I totally understand what he’s saying when he talks about the fact that Edit and Continue allows for some very bad programming habits. I spent a few summers teaching teenagers to program, and I got to see first hand some of the ways that bad habits can derail programmers, especially new programmers. From a theoretical standpoint, it is infinitely preferable for programmers to follow the well-worn steps to programming nirvana: understand the problem, design the program structure, implement the program, test the program, fix the bugs, ship the program. In that order.

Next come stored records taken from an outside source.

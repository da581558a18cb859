//! Data-driven tween descriptions.
//!
//! A [`TweenParams`] is the serializable form of a builder chain: timing,
//! easing, and optional `from`/`to` endpoints per property. Hosts load them
//! from JSON and [`TweenParams::run`] them against a widget.

use serde::{Deserialize, Serialize};

use crate::builder::TweenBuilder;
use crate::components::{
    AnimatedProperty, CanvasPosition, ColorAndOpacity, MaxDesiredHeight, Opacity, Padding,
    Rotation, Scale, Translation, VisibilityProp, WidthOverride,
};
use crate::easing::EasingType;
use crate::error::ParamsError;
use crate::ids::EntityHandle;
use crate::target::WidgetHandle;
use crate::tweener::Tweener;
use crate::value::{select_conditional, LinearColor, Margin, Vec2, Visibility};

#[derive(Clone, Copy, Debug, PartialEq, Serialize, Deserialize)]
pub struct Endpoints<T> {
    #[serde(default)]
    pub from: Option<T>,
    #[serde(default)]
    pub to: Option<T>,
}

impl<T> Endpoints<T> {
    pub fn to(value: T) -> Self {
        Self {
            from: None,
            to: Some(value),
        }
    }

    pub fn between(from: T, to: T) -> Self {
        Self {
            from: Some(from),
            to: Some(to),
        }
    }
}

#[derive(Clone, Debug, PartialEq, Serialize, Deserialize)]
#[serde(default, deny_unknown_fields)]
pub struct TweenParams {
    pub duration: f32,
    pub delay: f32,
    pub additive: bool,
    pub easing: EasingType,
    pub easing_param: Option<f32>,
    /// Play from `to` back to `from`.
    pub reverse: bool,
    /// Start from [`TweenBuilder::to_reset`]; explicit endpoints override it.
    pub reset: bool,

    pub translation: Option<Endpoints<Vec2>>,
    pub scale: Option<Endpoints<Vec2>>,
    pub rotation: Option<Endpoints<f32>>,
    pub opacity: Option<Endpoints<f32>>,
    pub color: Option<Endpoints<LinearColor>>,
    pub visibility: Option<Endpoints<Visibility>>,
    pub canvas_position: Option<Endpoints<Vec2>>,
    pub padding: Option<Endpoints<Margin>>,
    pub width_override: Option<Endpoints<f32>>,
    pub max_desired_height: Option<Endpoints<f32>>,
}

impl Default for TweenParams {
    fn default() -> Self {
        Self {
            duration: 1.0,
            delay: 0.0,
            additive: false,
            easing: EasingType::default(),
            easing_param: None,
            reverse: false,
            reset: false,
            translation: None,
            scale: None,
            rotation: None,
            opacity: None,
            color: None,
            visibility: None,
            canvas_position: None,
            padding: None,
            width_override: None,
            max_desired_height: None,
        }
    }
}

fn check<T>(
    property: &'static str,
    ends: &Option<Endpoints<T>>,
    reverse: bool,
) -> Result<(), ParamsError> {
    let Some(ends) = ends else {
        return Ok(());
    };
    if ends.to.is_none() {
        return Err(ParamsError::MissingTarget { property });
    }
    if reverse && ends.from.is_none() {
        return Err(ParamsError::MissingStart { property });
    }
    Ok(())
}

fn configure<P: AnimatedProperty>(
    builder: &mut TweenBuilder<'_>,
    ends: Option<Endpoints<P::Value>>,
    forward: bool,
) {
    let Some(Endpoints { from, to }) = ends else {
        return;
    };
    let (from, to) = select_conditional(from, to, forward);
    let tween = builder.tween::<P>();
    if let Some(v) = from {
        tween.from(v);
    }
    if let Some(v) = to {
        tween.to(v);
    }
}

impl TweenParams {
    pub fn from_json(json: &str) -> Result<Self, ParamsError> {
        Ok(serde_json::from_str(json)?)
    }

    pub fn validate(&self) -> Result<(), ParamsError> {
        if !(self.duration.is_finite() && self.duration > 0.0) {
            return Err(ParamsError::InvalidDuration {
                duration: self.duration,
            });
        }
        if !(self.delay.is_finite() && self.delay >= 0.0) {
            return Err(ParamsError::InvalidDelay { delay: self.delay });
        }
        let r = self.reverse;
        check("translation", &self.translation, r)?;
        check("scale", &self.scale, r)?;
        check("rotation", &self.rotation, r)?;
        check("opacity", &self.opacity, r)?;
        check("color", &self.color, r)?;
        check("visibility", &self.visibility, r)?;
        check("canvas_position", &self.canvas_position, r)?;
        check("padding", &self.padding, r)?;
        check("width_override", &self.width_override, r)?;
        check("max_desired_height", &self.max_desired_height, r)?;
        Ok(())
    }

    /// Validate, create the tween on `target`, and begin it.
    pub fn run(
        &self,
        tweener: &mut Tweener,
        target: &WidgetHandle,
    ) -> Result<EntityHandle, ParamsError> {
        self.validate()?;
        let forward = !self.reverse;

        let mut builder = tweener
            .create(target, self.duration, self.delay, self.additive)
            .easing(self.easing);
        if let Some(param) = self.easing_param {
            builder = builder.easing_param(param);
        }
        if self.reset {
            builder = builder.to_reset();
        }

        configure::<Translation>(&mut builder, self.translation, forward);
        configure::<Scale>(&mut builder, self.scale, forward);
        configure::<Rotation>(&mut builder, self.rotation, forward);
        configure::<Opacity>(&mut builder, self.opacity, forward);
        configure::<ColorAndOpacity>(&mut builder, self.color, forward);
        configure::<VisibilityProp>(&mut builder, self.visibility, forward);
        configure::<CanvasPosition>(&mut builder, self.canvas_position, forward);
        configure::<Padding>(&mut builder, self.padding, forward);
        configure::<WidthOverride>(&mut builder, self.width_override, forward);
        configure::<MaxDesiredHeight>(&mut builder, self.max_desired_height, forward);

        Ok(builder.begin())
    }
}

#[cfg(test)]
mod tests {
    use super::*;

    #[test]
    fn empty_object_uses_defaults() {
        let p = TweenParams::from_json("{}").expect("params");
        assert_eq!(p, TweenParams::default());
        assert!(p.validate().is_ok());
    }

    #[test]
    fn from_without_to_is_rejected() {
        let p = TweenParams::from_json(r#"{ "opacity": { "from": 0.0 } }"#).expect("params");
        assert!(matches!(
            p.validate(),
            Err(ParamsError::MissingTarget { property: "opacity" })
        ));
    }

    #[test]
    fn reverse_requires_both_endpoints() {
        let p = TweenParams {
            reverse: true,
            scale: Some(Endpoints::to(Vec2::ONE)),
            ..Default::default()
        };
        assert!(matches!(
            p.validate(),
            Err(ParamsError::MissingStart { property: "scale" })
        ));
    }

    #[test]
    fn bad_timing_is_rejected() {
        let zero = TweenParams {
            duration: 0.0,
            ..Default::default()
        };
        assert!(matches!(zero.validate(), Err(ParamsError::InvalidDuration { .. })));
        let negative = TweenParams {
            delay: -1.0,
            ..Default::default()
        };
        assert!(matches!(negative.validate(), Err(ParamsError::InvalidDelay { .. })));
    }

    #[test]
    fn unknown_fields_and_bad_json_surface_as_json_errors() {
        assert!(matches!(
            TweenParams::from_json(r#"{ "durration": 1.0 }"#),
            Err(ParamsError::Json(_))
        ));
        assert!(matches!(TweenParams::from_json("{"), Err(ParamsError::Json(_))));
    }
}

And yet… The reality is that life is messy and does not always conform to theoretical norms. I am a skilled programmer who works on a major product produced by a large corporation. But even I have lots of times where the code that I write only needs to be “good enough” and not brilliant. I’m not talking about the VB compiler here – obviously, that has to be brilliant – but about all the side projects and throwaway tools and prototypes and test cases that I work on in my day to day life. It doesn’t matter that they’re well designed, only that they work.

And that’s what makes Edit and Continue so wonderful. When I need to bang something out rapidly, I can design the application on the fly. I outline the application, hit F5 and I’m off, writing the code as I go along. If I made a mistake, no problem, I can fix that on the fly without having to restart the entire application. If I’m working on something that really needs to be polished up later, that’s cool – I can do that later. But for now, I’m getting my work done and I’m doing it without all the theoretical design overhead that I really don’t need at that moment. And there are a lot of people in this world who just need to get their work done like this and don’t need to produce well-designed, meticulously thought-out applications. That’s why Edit and Continue is such a big feature for them.

(I’ll also add that I suspect that many, but certainly not all, developers who do not want Edit and Continue haven’t really tried it. Even for people who think fully through their design and eschew debugging on the fly, there is always those times when you hit an exception 10 minutes into running your application and you realize that you just forgot to initialize some stupid variable. If only you could just fix that one damn line and not have to re-run the application again for 10 minutes… If only…)

Anyway, like I said, I’ll freely admit that EnC can enable people to slide by with some pretty bad habits. But if people find it useful, why not do the feature and allow people to decide for themselves whether they’re going to have bad habits? The purpose of a tool is not to make people use it in the “correct” way, the purpose of a tool is to assist people in getting something done. That means that just because someone might misuse a feature does not, in and of itself, mean that you shouldn’t do it. This is really a core philosophy of VB: whatever it takes to give you the shortest path between your idea and a completed application. That’s RAD.

Whidbey and Orcas roadmap

Thanks to Scott and Sean for pointing out that MSDN has published a high-level roadmap for Whidbey and Orcas. I’m planning at some point in the near to talk a little more about some of the details of Whidbey features, especially generics. Not because I have an urge to blab secrets but because I think there’s value in letting people know where things are headed, and even get a chance to get some feedback.